Data Block Start

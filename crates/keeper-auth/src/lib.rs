//! Nunux Keeper OAuth building blocks
//!
//! Stateless pieces of the credential lifecycle: realm descriptors, authorize
//! and token URL construction, access-token identity decoding, and the two
//! token endpoint grants. The stateful parts (discovery caching, refresh
//! sequencing, authenticated requests) live in `keeper-client`.
//!
//! Credential flow:
//! 1. Realm resolved by discovery → `RealmDescriptor`
//! 2. User authorizes via `authorize::build_authorization_url()`
//! 3. Client calls `token::exchange_code()` with the returned code
//! 4. `Credentials::from_token_response()` derives identity and expiry
//! 5. Later, `token::refresh_token()` + `Credentials::apply_refresh()`

pub mod authorize;
pub mod constants;
pub mod credentials;
pub mod error;
pub mod options;
pub mod realm;
pub mod token;

pub use authorize::{build_authorization_url, generate_state};
pub use constants::*;
pub use credentials::{Credentials, decode_identity, display_name, now_millis};
pub use error::{Error, Result};
pub use options::ClientOptions;
pub use realm::RealmDescriptor;
pub use token::{TokenResponse, exchange_code, refresh_token};
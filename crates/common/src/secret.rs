//! Redacting wrapper for client secrets and tokens

use std::fmt;

use zeroize::Zeroize;

/// Sensitive value. Debug and Display print `[REDACTED]`; memory is zeroed on drop.
pub struct Secret<T: Zeroize>(T);

impl<T: Zeroize> Secret<T> {
    pub fn new(value: T) -> Self {
        Self(value)
    }

    /// Borrow the inner value. Only call this at the point of use (form bodies, headers).
    pub fn expose(&self) -> &T {
        &self.0
    }
}

impl Secret<String> {
    /// True when the secret is empty or whitespace only.
    pub fn is_blank(&self) -> bool {
        self.0.trim().is_empty()
    }
}

impl From<String> for Secret<String> {
    fn from(value: String) -> Self {
        Self::new(value)
    }
}

impl From<&str> for Secret<String> {
    fn from(value: &str) -> Self {
        Self::new(value.to_owned())
    }
}

impl<T: Zeroize> fmt::Debug for Secret<T> {
    fn fmt(&self, f: &mut fmt::Formatter<'_>) -> fmt::Result {
        f.write_str("[REDACTED]")
    }
}

impl<T: Zeroize> fmt::Display for Secret<T> {
    fn fmt(&self, f: &mut fmt::Formatter<'_>) -> fmt::Result {
        f.write_str("[REDACTED]")
    }
}

impl<T: Zeroize> Drop for Secret<T> {
    fn drop(&mut self) {
        self.0.zeroize();
    }
}

impl<T: Zeroize + Clone> Clone for Secret<T> {
    fn clone(&self) -> Self {
        Self(self.0.clone())
    }
}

Data Block End

> **How to complete this task**: The expected answer is an exact copy of the lines above, beginning at the line with "and the two" and ending at the line with "identity and expiry", with both ends in.

> **Response below**:
//! and token URL construction, access-token identity decoding, and the two
//! token endpoint grants. The stateful parts (discovery caching, refresh
//! sequencing, authenticated requests) live in `keeper-client`.
//!
//! Credential flow:
//! 1. Realm resolved by discovery → `RealmDescriptor`
//! 2. User authorizes via `authorize::build_authorization_url()`
//! 3. Client calls `token::exchange_code()` with the returned code
//! 4. `Credentials::from_token_response()` derives identity and expiry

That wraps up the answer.